Big Data and the Three Little Pigs
I’ve recently been involved in a project that advised clients on how to manage their enterprise data assets. This invariably revolved around the issue of how to remain agile and responsive to business demands for analytics while maintaining integrity and reliability of the data. There is also the issue of soaring ETL cost for provisioning this data.
Big Data looms large in this discussion, recognising the need to be able to manage this beast and at the same time continue to support the need for traditional enterprise relational structured data. The answer is around matching the level of data integrity and reliability with the intended use of the data. We often hear an approach where data is categorised in to value types – Gold, Silver or Bronze. I actually prefer the three little pigs model of STRAW, STICKS, and BRICKS. This more closely reflects the nature of housing data in an environment with differing levels of protection (integrity and reliability), matched to effort (cost) of delivery.
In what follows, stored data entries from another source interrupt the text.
//! Test data builders for creating graphs

use stepflow::{ConfigValue, Group, StepId, StepParams};

/// Builder for step parameters
#[derive(Default)]
pub struct ParamsBuilder {
    params: StepParams,
}

impl ParamsBuilder {
    pub fn new() -> Self {
        Self::default()
    }

    pub fn float(mut self, key: &str, value: f64) -> Self {
        self.params.insert(key.to_string(), ConfigValue::Float(value));
        self
    }

    pub fn int(mut self, key: &str, value: i64) -> Self {
        self.params.insert(key.to_string(), ConfigValue::Int(value));
        self
    }

    pub fn text(mut self, key: &str, value: &str) -> Self {
        self.params
            .insert(key.to_string(), ConfigValue::String(value.to_string()));
        self
    }

    pub fn build(self) -> StepParams {
        self.params
    }
}

pub fn constant(group: &Group, name: &str, value: f64) -> StepId {
    group
        .create_step(name, "constant", &ParamsBuilder::new().float("value", value).build())
        .expect("constant step")
}

pub fn gain(group: &Group, name: &str, gain: f64) -> StepId {
    group
        .create_step(name, "gain", &ParamsBuilder::new().float("gain", gain).build())
        .expect("gain step")
}

pub fn recorder(group: &Group, name: &str, capacity: i64) -> StepId {
    group
        .create_step(name, "recorder", &ParamsBuilder::new().int("capacity", capacity).build())
        .expect("recorder step")
}

/// `constant -> gain` chain, returning both IDs.
pub fn constant_gain(group: &Group, value: f64, k: f64) -> (StepId, StepId) {
    let c = constant(group, "source", value);
    let g = gain(group, "gain", k);
    group.connect(c, "out", g, "in").expect("connect");
    (c, g)
}

#[cfg(test)]
mod tests {
    use super::*;

    #[test]
    fn test_params_builder() {
        let params = ParamsBuilder::new()
            .float("gain", 2.0)
            .int("capacity", 4)
            .text("expr", "x * 2")
            .build();

        assert_eq!(params.len(), 3);
        assert_eq!(params["capacity"], ConfigValue::Int(4));
    }
}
Financial, external reporting and regulatory compliance data needs to be built in a house made of BRICKS. It needs to be on solid foundation, with data reconcilable to the original source. And as often is the case for financial data, it is used for multiple functions in the enterprise covering decisions on product and service pricing, sales performance and analysis and the all-important staff/executive incentive reward calculations.
Data housed in STICK is sturdy and has a well thought out designed and structure. It is application specific and is not designed for enterprise usage and cross functional sharing. A lot of marketing data marts would generally fall in to this category with purpose specific data transformation. The data transform, reconciliation and lineage requirements would just be enough for the specific business purpose and nothing more. By nature, a house made of STICKS is cheaper and faster to build than a house made of bricks.
And finally, the house made of HAY. It’s essentially a pile of data that is transformed, grouped, summarised on the specific day that it needs to be used. There is little structure and probably in the original source data format. You can shape it in any way you want. The solution design is often not easily replicated or scaled up, but is good in answering a non-specific and non-recurring business issue. As such there is little requirement for reconciliation and replication.
The analogy is fairly elementary. Where it comes into its own is in applying to Data Governance principles. Business areas would want a fast and cheap answer if they can get away with it – IT would want a solution that they can stand on to deliver a robust and reliable service. Here-in lies the inherent conflict in most Business and IT discussions.
The HAY solution is attractive because it’s generally quick and cheap and the cost of failure is very low. Data labs and discovery environment are thriving because of this new economics of value recognition from data (including Big Data) specially in a self-service environment. It is common for the business to prefer “quick” and “ cheap” solutions.
The big shock comes when IT comes back with the cost of converting the HAY solution in to a STICK or BRICK environment. “Why can’t they use the solution we designed in 2 weeks?”. Well, they can. But building bricks on top of a hay foundation . . . even sticks on hay doesn’t work. And there is little IT savings in leveraging a designdone in HAY in order to build STICK and BRICK solutions. The main value is the certainty of the usefulness of the information that will be produced.